SSDI – Deliberate Interference
During the last several years Unum has systematically created a strategy of interfering with a federal agency and an entitlement paid for by the American people. The following has gradually taken place in plain sight.
- Unum obtained permission from the SSA to use its own File Authorization Request Form in lieu of Federal Form-3288. Unum’s version of the Authorization to obtain SSDI files adds permission to release Federal Form 831 that contains diagnosis codes and the name of the DDS who made the approval decision. Unum’s version also provides that the form is valid for 2 years. Occasionally under threat of termination, Unum sells obtaining SSDI files as “we want to give your claim every possible consideration.”

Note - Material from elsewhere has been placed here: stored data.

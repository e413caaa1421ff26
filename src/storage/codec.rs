//! Blob codec for persisted contexts.
//!
//! Layout:
//!
//! ```text
//! "VKVC" | version: u16 LE | header_len: u32 LE | JSON header | payload
//! ```
//!
//! The payload is the raw little-endian FP16 KV bytes, optionally
//! zstd-compressed. The header carries a blake3 checksum of the
//! uncompressed payload, so a bit flip anywhere is reported as corruption
//! rather than silently decoded.

use bytes::Bytes;
use chrono::{DateTime, Utc};
use serde::{Deserialize, Serialize};

use crate::engine::kv::{KvShape, KvTensors};
use crate::storage::StorageError;

pub const MAGIC: &[u8; 4] = b"VKVC";
pub const FORMAT_VERSION: u16 = 1;

const PREAMBLE_LEN: usize = 4 + 2 + 4;

/// Context metadata carried in every blob.
#[derive(Debug, Clone, PartialEq, Eq, Serialize, Deserialize)]
pub struct ContextRecord {
    pub context_id: String,
    pub model_id: String,
    pub name: String,
    pub token_count: usize,
    pub ttl_seconds: u64,
    pub created_at: DateTime<Utc>,
    pub content_hash: String,
}

/// The JSON header of a blob.
#[derive(Debug, Clone, Serialize, Deserialize)]
pub struct BlobHeader {
    #[serde(flatten)]
    pub record: ContextRecord,
    pub shape: KvShape,
    pub compressed: bool,

    /// Length of the uncompressed payload.
    pub payload_len: usize,

    /// blake3 hex digest of the uncompressed payload.
    pub checksum: String,
}

/// Encodes and decodes context blobs.
#[derive(Debug, Clone, Copy)]
pub struct BlobCodec {
    compress: bool,
    level: i32,
}

impl BlobCodec {
    pub fn new(compress: bool, level: i32) -> Self {
        Self { compress, level }
    }

    pub fn encode(&self, record: &ContextRecord, kv: &KvTensors) -> Result<Bytes, StorageError> {
        let raw = kv.data();
        let header = BlobHeader {
            record: record.clone(),
            shape: kv.shape(),
            compressed: self.compress,
            payload_len: raw.len(),
            checksum: kv.digest().to_hex().to_string(),
        };
        let header_json =
            serde_json::to_vec(&header).map_err(|e| StorageError::Encode(e.to_string()))?;
        let header_len = u32::try_from(header_json.len())
            .map_err(|_| StorageError::Encode("header too large".into()))?;

        let payload = if self.compress {
            zstd::encode_all(raw.as_ref(), self.level)?
        } else {
            raw.to_vec()
        };

        let mut out = Vec::with_capacity(PREAMBLE_LEN + header_json.len() + payload.len());
        out.extend_from_slice(MAGIC);
        out.extend_from_slice(&FORMAT_VERSION.to_le_bytes());
        out.extend_from_slice(&header_len.to_le_bytes());
        out.extend_from_slice(&header_json);
        out.extend_from_slice(&payload);
        Ok(Bytes::from(out))
    }

    /// Parse only the header. Cheap enough for startup restore.
    pub fn decode_header(&self, blob: &[u8], location: &str) -> Result<BlobHeader, StorageError> {
        let (header, _) = split(blob, location)?;
        Ok(header)
    }

    /// Fully decode and verify a blob.
    pub fn decode(
        &self,
        blob: &[u8],
        location: &str,
    ) -> Result<(ContextRecord, KvTensors), StorageError> {
        let (header, payload) = split(blob, location)?;

        let raw = if header.compressed {
            zstd::decode_all(payload).map_err(|e| corrupted(location, format!("zstd: {e}")))?
        } else {
            payload.to_vec()
        };
        if raw.len() != header.payload_len {
            return Err(corrupted(
                location,
                format!("payload is {} bytes, header says {}", raw.len(), header.payload_len),
            ));
        }
        let checksum = blake3::hash(&raw).to_hex();
        if checksum.as_str() != header.checksum {
            return Err(corrupted(location, "checksum mismatch".to_string()));
        }

        let kv = KvTensors::new(header.shape, Bytes::from(raw))
            .map_err(|e| corrupted(location, e.to_string()))?;
        Ok((header.record, kv))
    }
}

fn split<'a>(blob: &'a [u8], location: &str) -> Result<(BlobHeader, &'a [u8]), StorageError> {
    if blob.len() < PREAMBLE_LEN {
        return Err(corrupted(location, format!("truncated ({} bytes)", blob.len())));
    }
    if &blob[..4] != MAGIC {
        return Err(corrupted(location, "bad magic".to_string()));
    }
    let version = u16::from_le_bytes([blob[4], blob[5]]);
    if version != FORMAT_VERSION {
        return Err(corrupted(location, format!("unsupported version {version}")));
    }
    let header_len = u32::from_le_bytes([blob[6], blob[7], blob[8], blob[9]]) as usize;
    let header_end = PREAMBLE_LEN
        .checked_add(header_len)
        .filter(|end| *end <= blob.len())
        .ok_or_else(|| corrupted(location, "header length out of range".to_string()))?;

    let header: BlobHeader = serde_json::from_slice(&blob[PREAMBLE_LEN..header_end])
        .map_err(|e| corrupted(location, format!("header: {e}")))?;
    Ok((header, &blob[header_end..]))
}

fn corrupted(location: &str, reason: String) -> StorageError {
    StorageError::Corrupted {
        location: location.to_string(),
        reason,
    }
}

- Unum changed its Payment Option Form to include giving the company voluntary liens over all insureds’ assets if they do not pay back the retroactive overpayment.
- Unum begins to send out denial letters stating that the company does not need “to consider” SSDI decisions because it was able to obtain more current information SSA didn’t have when they made a decision to approve claims. Unum “suggests” insureds are no longer qualified for SSDI.
- Evidence indicates Unum obtains SSDI files on a hunt for mental and nervous listings it can use to limit claims to 24 months even when it’s clear the primary cause of disability is physical, not mental.
- Claimants who receive Unum denials are reporting that they receive “SSDI Review” forms shortly thereafter even when the initial SSA approval does not mention timely SSA reviews. (Is Unum forwarding their own opinions back to SSA?)
- Unum appears before the US House Ways and Means Committee offering its assistance in the identification of fraud.
What is more egregious is that the SSDI process at Unum now looks like this:
- Forcing all insureds and claimants to apply for SSDI under threat of reducing benefits if application is not made.
- Coercing claimants to sign the new POF form under threat of termination of claim even though the form is asking claimants to agree to something potentially adverse to them.
- Coercing claimants to sign CL-1155, Unum’s own Authorization form to obtain SSDI files requesting Form 831 and validating the authorization for two years.
- Once SSDI files are obtained, claims may be limited to 24 months if mental and nervous listing are used by SSA to award benefits.
- Unum alleges that it is excluded from considering SSDI decisions when making its own because it obtained more current information SSA didn’t have at the time of the approval and claimants may not be entitled to SSDI at all.
- Once SSDI is approved Unum uses the threat of the new POF form to re-coop overpayments, and then denies claims using multiple internal reviews to support claimants can work.
Clearly, the attorney seeking cause for RICO against Unum will be taking a long and hard look at the above. The evidence is out there, all the attorneys need to do is gather it.
The above points made in this post are only the tip of the iceberg. Regardless of which side of the fence attorneys comfortably settle on, it is clear that Unum is not operating in “good faith and fair dealing.” Are other insurance company’s doing the same things? In my opinion, not quite.
It is also my opinion that since Unum’s demutualization in the mid-80’s the company has never been able to devise ways to pay claims fairly AND make a profit at the same. I doubt Unum’s profitability picture would be in the black if the company were stripped of its deceptive claims practices.
However, given the above information (a mere mention given all of Unum’s strategies), YOU decide for yourself what Unum’s up to and which attorney you would throw in your towel with.